Senin 15 Apr 2013 00:02 WIB

China says bird flu death toll rises to 13

A worker adjusts a water dispensing device at a chicken farm in Changfeng county, Anhui province, April 14, 2013.
Foto: Reuters/Stringer
A worker adjusts a water dispensing device at a chicken farm in Changfeng county, Anhui province, April 14, 2013.

REPUBLIKA.CO.ID, BEIJING - Two people in the central Chinese province of Henan have been infected by a new strain of avian influenza, the first cases found in the region, while the death toll has risen to 13 from a total of 60 infections after two more deaths in Shanghai.

Three cases have now been reported outside the original clusters in eastern China, including one in the capital Beijing, but there is nothing out of the ordinary so far, the China representative of the World Health Organization said.

"There's no way to predict how it'll spread but it's not surprising if we have new cases in different places like we do in Beijing," Michael O'Leary told reporters.

On Saturday, the China Center for Disease Control and Prevention confirmed that a seven year-old child in the capital of Beijing had been infected by the H7N9 bird flu virus, the first case to be reported outside of the Yangtze river delta region in east China, where the new strain emerged last month.
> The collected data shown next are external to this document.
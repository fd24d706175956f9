//! End-to-end steady solves of small networks.

use afn_core::constants::G0_MPS2;
use afn_core::{Tolerances, nearly_equal};
use afn_elements::{FlowElement, PowerLaw, ReferenceConditions, SimpleOpening};
use afn_graph::{LinkSpec, Network, NetworkBuilder, NodeKind, NodeSpec};
use afn_props::{FixedAir, PropertyModel};
use afn_solver::{
    NetworkSolver, SolveStatus, SolverConfig, SolverError, SolverState, StackInputs,
    upwind_stack_pressure,
};

const C: f64 = 0.001;
const N: f64 = 0.65;

/// Supply (10 Pa) -> Room -> Outside (0 Pa) through identical cracks.
fn series_network(room_pressure: f64) -> Network {
    let mut builder = NetworkBuilder::new(FixedAir::default());
    let crack = PowerLaw::new("crack", C, N, builder.props());
    builder
        .add_element(crack)
        .add_node(NodeSpec::new("Supply", NodeKind::Fixed).pressure(10.0))
        .add_node(NodeSpec::new("Room", NodeKind::Simulated).pressure(room_pressure))
        .add_node(NodeSpec::new("Outside", NodeKind::Fixed))
        .add_link(LinkSpec::new("in", "crack", "Supply", "Room"))
        .add_link(LinkSpec::new("out", "crack", "Room", "Outside"));
    builder.build().unwrap()
}

fn tight() -> SolverConfig {
    SolverConfig {
        tolerance: 1e-12,
        ..Default::default()
    }
}

#[test]
fn series_cracks_split_the_pressure() {
    let mut solver = NetworkSolver::new(series_network(4.0), tight()).unwrap();
    let report = solver.solve().unwrap();

    assert_eq!(report.status, SolveStatus::Converged);
    assert!(report.iterations <= 25);
    assert!(matches!(solver.state(), SolverState::Converged { .. }));

    let network = solver.network();
    let p = network.pressure("Room").unwrap();
    assert!((p - 5.0).abs() < 1e-6, "room pressure {p}");

    // Links are stored with the simulated node first.
    let expected = C * 5.0_f64.powf(N);
    let inflow = network.flow("in").unwrap();
    let outflow = network.flow("out").unwrap();
    let tol = Tolerances::default();
    assert!(nearly_equal(-inflow, expected, tol), "inflow {inflow}");
    assert!(nearly_equal(outflow, expected, tol), "outflow {outflow}");
}

#[test]
fn linear_initialization_reaches_the_same_answer() {
    let config = SolverConfig {
        linear_init: true,
        ..tight()
    };
    let mut solver = NetworkSolver::new(series_network(0.0), config).unwrap();
    let report = solver.solve().unwrap();
    assert!(report.converged());
    assert!((solver.network().pressure("Room").unwrap() - 5.0).abs() < 1e-6);
}

#[test]
fn linear_initialization_alone_balances_the_linear_system() {
    let mut solver = NetworkSolver::new(series_network(0.0), tight()).unwrap();
    solver.linear_initialize().unwrap();
    // Identical linearized cracks put the room halfway.
    let p = solver.network().pressure("Room").unwrap();
    assert!((p - 5.0).abs() < 1e-9, "room pressure {p}");
}

#[test]
fn iteration_cap_is_reported_not_raised() {
    let config = SolverConfig {
        max_iterations: 1,
        tolerance: 1e-15,
        relaxation: 0.5,
        ..Default::default()
    };
    let mut solver = NetworkSolver::new(series_network(0.5), config).unwrap();
    let report = solver.solve().unwrap();

    assert_eq!(report.status, SolveStatus::MaxIterationsExceeded);
    assert_eq!(report.iterations, 1);
    assert!(report.max_residual > 0.0);
    assert!(matches!(
        solver.state(),
        SolverState::Failed { iterations: 1, .. }
    ));
}

#[test]
fn floating_zones_give_a_singular_jacobian() {
    let mut builder = NetworkBuilder::new(FixedAir::default());
    let crack = PowerLaw::new("crack", C, N, builder.props());
    builder
        .add_element(crack)
        .add_node(NodeSpec::new("A", NodeKind::Simulated).pressure(5.0))
        .add_node(NodeSpec::new("B", NodeKind::Simulated))
        .add_link(LinkSpec::new("ab", "crack", "A", "B"));
    let network = builder.build().unwrap();

    let mut solver = NetworkSolver::new(network, SolverConfig::default()).unwrap();
    let err = solver.solve().unwrap_err();
    assert!(matches!(err, SolverError::Numeric { .. }), "{err}");
}

#[test]
fn uniform_density_stack_is_hydrostatic() {
    let mut builder = NetworkBuilder::new(FixedAir::default());
    let crack = PowerLaw::new("crack", C, N, builder.props());
    builder
        .add_element(crack)
        .add_node(NodeSpec::new("Lower", NodeKind::Simulated))
        .add_node(NodeSpec::new("Upper", NodeKind::Simulated).height(3.0))
        .add_node(NodeSpec::new("Outside", NodeKind::Fixed))
        .add_link(LinkSpec::new("ground", "crack", "Outside", "Lower"))
        .add_link(LinkSpec::new("floor", "crack", "Lower", "Upper").heights(3.0, 0.0))
        .add_link(LinkSpec::new("roof", "crack", "Upper", "Outside").heights(0.0, 3.0));
    let network = builder.build().unwrap();
    let rho = FixedAir::default().density;

    // Power-law Newton contracts only linearly towards zero flow.
    let config = SolverConfig {
        max_iterations: 80,
        tolerance: 1e-7,
        ..Default::default()
    };
    let mut solver = NetworkSolver::new(network, config).unwrap();
    let report = solver.solve().unwrap();
    assert!(report.converged(), "{report:?}");

    let network = solver.network();
    assert!(network.pressure("Lower").unwrap().abs() < 1e-3);
    let upper = network.pressure("Upper").unwrap();
    assert!((upper + rho * G0_MPS2 * 3.0).abs() < 1e-3, "upper {upper}");
    for link in network.links() {
        assert!(link.flow.abs() < 1e-6, "{} carries {}", link.name(), link.flow);
    }
}

#[test]
fn warm_zone_draws_in_low_and_exhausts_high() {
    let model = PropertyModel::Airnet;
    let mut builder = NetworkBuilder::new(model);
    let crack = PowerLaw::new("crack", C, N, builder.props());
    builder
        .add_element(crack)
        .add_node(NodeSpec::new("Room", NodeKind::Simulated).temperature(20.0))
        .add_node(NodeSpec::new("Outside", NodeKind::Fixed).temperature(0.0))
        .add_link(LinkSpec::new("low", "crack", "Room", "Outside"))
        .add_link(LinkSpec::new("high", "crack", "Room", "Outside").heights(3.0, 3.0));
    let network = builder.build().unwrap();

    let mut solver = NetworkSolver::new(network, tight()).unwrap();
    assert!(solver.solve().unwrap().converged());

    let network = solver.network();
    let low = network.flow("low").unwrap();
    let high = network.flow("high").unwrap();
    assert!(low < 0.0, "cold air enters low, got {low}");
    assert!(high > 0.0, "warm air leaves high, got {high}");
    assert!((low + high).abs() < 1e-9);
}

#[test]
fn stack_pressure_matches_densities() {
    let mut builder = NetworkBuilder::new(FixedAir::default());
    let crack = PowerLaw::new("crack", C, N, builder.props());
    builder
        .add_element(crack)
        .add_node(NodeSpec::new("Room", NodeKind::Simulated).height(2.0))
        .add_node(NodeSpec::new("Outside", NodeKind::Fixed))
        .add_link(LinkSpec::new("wall", "crack", "Room", "Outside"));
    let mut solver = NetworkSolver::new(builder.build().unwrap(), tight()).unwrap();
    solver.compute_stack_pressures();

    let rho = FixedAir::default().density;
    let link = &solver.network().links()[0];
    assert!((link.stack_pressure - G0_MPS2 * rho * 2.0).abs() < 1e-12);
}

#[test]
fn single_crack_matches_direct_evaluation() {
    let mut builder = NetworkBuilder::new(FixedAir::default());
    let crack = PowerLaw::new("crack", C, N, builder.props());
    builder
        .add_element(crack)
        .add_node(NodeSpec::new("Outside", NodeKind::Fixed))
        .add_node(NodeSpec::new("Room", NodeKind::Simulated).pressure(10.0))
        .add_link(LinkSpec::new("wall", "crack", "Room", "Outside"));
    let mut solver = NetworkSolver::new(builder.build().unwrap(), SolverConfig::default()).unwrap();
    let report = solver.solve().unwrap();
    assert!(report.converged());
    assert!(report.iterations <= 25);
    assert!(report.max_residual < 1e-4);

    let network = solver.network();
    let link = &network.links()[0];
    let (n0, n1) = (network.node(link.node0()), network.node(link.node1()));
    let direct = network.element(link.element()).calculate(
        false,
        n0.pressure - n1.pressure,
        1.0,
        1.0,
        n0.state(),
        n1.state(),
    );
    assert_eq!(link.flow, direct.total());
}

fn stack_inputs(network: &Network, link: &afn_graph::Link) -> StackInputs {
    let (n0, n1) = (network.node(link.node0()), network.node(link.node1()));
    StackInputs {
        density: [n0.state().density(), n1.state().density()],
        node_height: [n0.height(), n1.height()],
        link_height: [link.height0(), link.height1()],
    }
}

#[test]
fn solve_refreshes_stack_pressure_from_previous_flows() {
    let mut builder = NetworkBuilder::new(PropertyModel::Airnet);
    let crack = PowerLaw::new("crack", C, N, builder.props());
    builder
        .add_element(crack)
        .add_node(NodeSpec::new("Supply", NodeKind::Fixed).pressure(10.0).temperature(0.0))
        .add_node(NodeSpec::new("Room", NodeKind::Simulated).temperature(20.0))
        .add_node(NodeSpec::new("Outside", NodeKind::Fixed).temperature(0.0))
        .add_link(LinkSpec::new("in", "crack", "Supply", "Room").heights(0.0, 2.0))
        .add_link(LinkSpec::new("out", "crack", "Room", "Outside"));
    let mut solver = NetworkSolver::new(builder.build().unwrap(), tight()).unwrap();

    assert!(solver.solve().unwrap().converged());
    let network = solver.network();
    let link = network.link(network.link_id("in").unwrap());
    let inputs = stack_inputs(network, link);
    assert!((link.stack_pressure - upwind_stack_pressure(0.0, inputs)).abs() < 1e-12);
    let flow = link.flow;
    assert!(flow != 0.0);

    // The second solve sees the first solve's flow direction.
    assert!(solver.solve().unwrap().converged());
    let network = solver.network();
    let link = network.link(network.link_id("in").unwrap());
    let upwind = upwind_stack_pressure(flow, inputs);
    assert!((link.stack_pressure - upwind).abs() < 1e-12);
    assert!((upwind - upwind_stack_pressure(0.0, inputs)).abs() > 1e-3);
}

#[test]
fn open_door_between_warm_and_cold_zones_carries_two_flows() {
    let mut builder = NetworkBuilder::new(PropertyModel::Airnet);
    let door = SimpleOpening::new(
        "door",
        2.0,
        0.9,
        0.6,
        1e-4,
        1e-4,
        0.65,
        ReferenceConditions::default(),
        builder.props(),
    )
    .unwrap();
    builder
        .add_element(door)
        .add_node(NodeSpec::new("Room", NodeKind::Simulated).temperature(25.0))
        .add_node(NodeSpec::new("Outside", NodeKind::Fixed).temperature(0.0))
        .add_link(LinkSpec::new("doorway", "door", "Room", "Outside"));
    let config = SolverConfig {
        tolerance: 1e-9,
        ..Default::default()
    };
    let mut solver = NetworkSolver::new(builder.build().unwrap(), config).unwrap();
    let report = solver.solve().unwrap();
    assert!(report.converged(), "{report:?}");

    let network = solver.network();
    let link = &network.links()[0];
    assert_eq!(link.nf, 2);
    assert!(link.flow0 > 0.0 && link.flow1 > 0.0);
    // Both streams meet at the room, so they must balance.
    assert!((link.flow0 - link.flow1).abs() < 1e-9, "{} vs {}", link.flow0, link.flow1);
    assert!(solver.residual()[0].abs() < 1e-9);

    let (n0, n1) = (network.node(link.node0()), network.node(link.node1()));
    let neutral = link.delta_p / (G0_MPS2 * (n0.state().density() - n1.state().density()));
    assert!(neutral > 0.0 && neutral < 2.0, "neutral plane at {neutral}");
}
The child's parents work in the poultry trade.

Investigators are trying to ascertain the source amid fears that it could cause a deadly pandemic similar to Severe Acute Respiratory Syndrome (SARS) in 2003, which killed about one in 10 of the 8,000 people it infected worldwide.

China has been anxious to avoid a repeat of the panic of 2003 by promising total transparency, and O'Leary said his organisation has been "very pleased" about the way information was being shared. China's health ministry said on Saturday that there is still no indication of human-to-human transmission of the virus, which has killed 13 people in Shanghai and the provinces of Zhejiang, Jiangsu and Anhui.

"That's a key factor in this situation," said O'Leary. "As far as we know, all the cases are individually infected in a sporadic and not connected way."

The husband of a H7N9 victim in Shanghai was recently infected, but O'Leary said there was no cause for alarm. "If there's only very rare cases ... That's different from the ease of transmission from person to person. It's that ease of transmission that we are concerned about, and there's no evidence of that yet."